Companies in other sectors also have been targeted, though the reasons for the espionage are not always related to economic interests. The New York Times, the Wall Street Journal and The Washington Post recently disclosed that they believe their networks were compromised in intrusions that originated in China.
Despite those disclosures and the growing prevalence of cyber-espionage, companies remain reluctant to report incidents.
“It’s harder for companies to suggest that they haven’t been attacked,” the administration official said. “The question is, how do they respond when they are asked about it? Is it in their interest to work with other companies and with the government to alleviate some of the problem?”
A watershed moment came in January 2010, when the tech titan Google announced that its networks had been hacked and that the intrusions originated in China. The intruders made off with valuable source code and targeted the Gmail accounts of Chinese human rights activists and dissidents, the company announced.
In a new book, Google chief executive Eric Schmidt says China is the world’s “most sophisticated and prolific” hacker, adding: “It’s fair to say we’re already living in an age of state-led cyberwar, even if most of us aren’t aware of it.”
In recognition of the growing problem, the State Department has elevated the issue to be part of its strategic security dialogue with China. Within the past year, the Justice Department has set up a program to train 100 prosecutors to bring cases related to cyber-intrusions sponsored by foreign governments.
In many ways, the moves are a response to what experts have described as the government’s earlier passivity in tackling the problem.
“The problem with foreign cyber-espionage is not that it is an existential threat, but that it is invisible, and invisibility promotes inaction,” a former government official said. The National Intelligence Estimate, he said, “would help remedy that” by detailing the scope of the threat.
Some experts have said that cyber-espionage’s cost to the U.S. economy might range from 0.1 percent to 0.5 percent of gross domestic product, or $25 billion to $100 billion. Other economists, while viewing the problem as significant, have pegged the losses lower.
The White House is set to soon release a trade-secrets report, compiled by U.S. Intellectual Property Enforcement Coordinator Victoria Espinel, that highlights the need for companies to work with the government to stop the pilfering, said officials familiar with the report.

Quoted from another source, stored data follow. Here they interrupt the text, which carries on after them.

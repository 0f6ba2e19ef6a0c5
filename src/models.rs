//! Domain models for the catalog. A `Book` is a plain data holder with the two
//! borrow/return transitions attached; everything else (ordering, persistence,
//! presentation) lives in the other layers. The serialised shape is the flat
//! `{title, author, year, status, borrowed_date}` record kept in
//! `library.json`.

use std::fmt;

use chrono::{Local, NaiveDate};
use serde::{Deserialize, Serialize};
use thiserror::Error;

/// Date format used for `borrowed_date` in every external representation.
pub const DATE_FORMAT: &str = "%Y-%m-%d";

/// Two-valued borrow state of a book.
#[derive(Debug, Clone, Copy, Default, PartialEq, Eq, Hash, Deserialize, Serialize)]
pub enum BookStatus {
    /// On the shelf.
    #[default]
    Available,
    /// Lent out; the book carries the date it left.
    Borrowed,
}

impl BookStatus {
    /// Label used in listings, JSON, and CSV.
    pub fn as_str(self) -> &'static str {
        match self {
            BookStatus::Available => "Available",
            BookStatus::Borrowed => "Borrowed",
        }
    }
}

impl fmt::Display for BookStatus {
    fn fmt(&self, f: &mut fmt::Formatter<'_>) -> fmt::Result {
        f.write_str(self.as_str())
    }
}

/// Publication year exactly as it was given. Files written by hand may carry a
/// JSON number while the shell always records the typed text, so both shapes
/// are kept verbatim instead of being coerced.
#[derive(Debug, Clone, PartialEq, Eq, Deserialize, Serialize)]
#[serde(untagged)]
pub enum Year {
    /// A JSON number, written back as a number.
    Number(serde_json::Number),
    /// Free text as typed, e.g. `1965` or `c. 1600`.
    Text(String),
}

impl From<&str> for Year {
    fn from(value: &str) -> Self {
        Year::Text(value.to_string())
    }
}

impl From<String> for Year {
    fn from(value: String) -> Self {
        Year::Text(value)
    }
}

impl From<i32> for Year {
    fn from(value: i32) -> Self {
        Year::Number(value.into())
    }
}

impl From<i64> for Year {
    fn from(value: i64) -> Self {
        Year::Number(value.into())
    }
}

impl fmt::Display for Year {
    fn fmt(&self, f: &mut fmt::Formatter<'_>) -> fmt::Result {
        match self {
            Year::Number(number) => write!(f, "{number}"),
            Year::Text(text) => f.write_str(text),
        }
    }
}

/// A single catalog entry.
///
/// `status` and `borrowed_date` are private so the pair can only move through
/// [`Book::borrow`] and [`Book::return_book`]: a date is present exactly when
/// the book is borrowed.
#[derive(Debug, Clone, PartialEq, Eq, Deserialize, Serialize)]
#[serde(try_from = "BookRecord", into = "BookRecord")]
pub struct Book {
    /// Title shown in listings and the report. Duplicates are allowed.
    pub title: String,
    /// Author as entered; no normalisation.
    pub author: String,
    /// Publication year in whatever shape it arrived.
    pub year: Year,
    /// Current borrow state.
    status: BookStatus,
    /// Day the book went out; `Some` exactly when `status` is `Borrowed`.
    borrowed_date: Option<NaiveDate>,
}

impl Book {
    /// Create an available book. Duplicate titles and free-form years are
    /// accepted as-is.
    pub fn new(title: impl Into<String>, author: impl Into<String>, year: impl Into<Year>) -> Self {
        Self {
            title: title.into(),
            author: author.into(),
            year: year.into(),
            status: BookStatus::Available,
            borrowed_date: None,
        }
    }

    /// Whether the book is on the shelf or lent out.
    pub fn status(&self) -> BookStatus {
        self.status
    }

    /// Day the book was borrowed, `None` while it is available.
    pub fn borrowed_date(&self) -> Option<NaiveDate> {
        self.borrowed_date
    }

    /// Shorthand for `status() == BookStatus::Borrowed`.
    pub fn is_borrowed(&self) -> bool {
        self.status == BookStatus::Borrowed
    }

    /// Mark the book as borrowed today. Returns `false` without touching the
    /// record when it is already out.
    pub fn borrow(&mut self) -> bool {
        self.borrow_on(Local::now().date_naive())
    }

    /// Same as [`Book::borrow`] with an explicit date.
    pub fn borrow_on(&mut self, date: NaiveDate) -> bool {
        if self.is_borrowed() {
            return false;
        }
        self.status = BookStatus::Borrowed;
        self.borrowed_date = Some(date);
        true
    }

    /// Put the book back on the shelf. Returns `false` when it was not
    /// borrowed.
    pub fn return_book(&mut self) -> bool {
        if !self.is_borrowed() {
            return false;
        }
        self.status = BookStatus::Available;
        self.borrowed_date = None;
        true
    }

    /// `YYYY-MM-DD` rendering of the borrow date, if any.
    pub fn borrowed_date_label(&self) -> Option<String> {
        self.borrowed_date
            .map(|date| date.format(DATE_FORMAT).to_string())
    }
}

impl fmt::Display for Book {
    /// `Title by Author (Year) - Status`, the row format used by listings.
    fn fmt(&self, f: &mut fmt::Formatter<'_>) -> fmt::Result {
        write!(
            f,
            "{} by {} ({}) - {}",
            self.title, self.author, self.year, self.status
        )
    }
}

/// Flat wire shape of a [`Book`]. Deserialisation goes through here so a
/// missing `borrowed_date` defaults to `None` and the status/date pairing is
/// checked before a `Book` exists.
#[derive(Debug, Clone, Deserialize, Serialize)]
struct BookRecord {
    title: String,
    author: String,
    year: Year,
    status: BookStatus,
    #[serde(default)]
    borrowed_date: Option<NaiveDate>,
}

/// A persisted record whose status and date disagree.
#[derive(Debug, Error, PartialEq, Eq)]
pub enum InvalidRecord {
    /// `status` is Borrowed but `borrowed_date` is null or absent.
    #[error("'{title}' is marked Borrowed but has no borrowed_date")]
    MissingBorrowDate { title: String },
    /// `status` is Available yet a `borrowed_date` is present.
    #[error("'{title}' is marked Available but has a borrowed_date")]
    UnexpectedBorrowDate { title: String },
}

impl TryFrom<BookRecord> for Book {
    type Error = InvalidRecord;

    fn try_from(record: BookRecord) -> Result<Self, Self::Error> {
        match (record.status, record.borrowed_date) {
            (BookStatus::Borrowed, None) => Err(InvalidRecord::MissingBorrowDate {
                title: record.title,
            }),
            (BookStatus::Available, Some(_)) => Err(InvalidRecord::UnexpectedBorrowDate {
                title: record.title,
            }),
            (status, borrowed_date) => Ok(Book {
                title: record.title,
                author: record.author,
                year: record.year,
                status,
                borrowed_date,
            }),
        }
    }
}

impl From<Book> for BookRecord {
    fn from(book: Book) -> Self {
        BookRecord {
            title: book.title,
            author: book.author,
            year: book.year,
            status: book.status,
            borrowed_date: book.borrowed_date,
        }
    }
}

The government cannot mount a case on its own. A company needs to think it was wronged, have enough evidence that can be made public and be willing to burn bridges with the country accused of the hacking, officials said.
The White House is also expected this week to issue an executive order on cybersecurity that calls for voluntary standards for critical private-sector computer systems and for enhanced sharing of threat information by the government with companies to help secure private-sector systems against cyber-intrusions.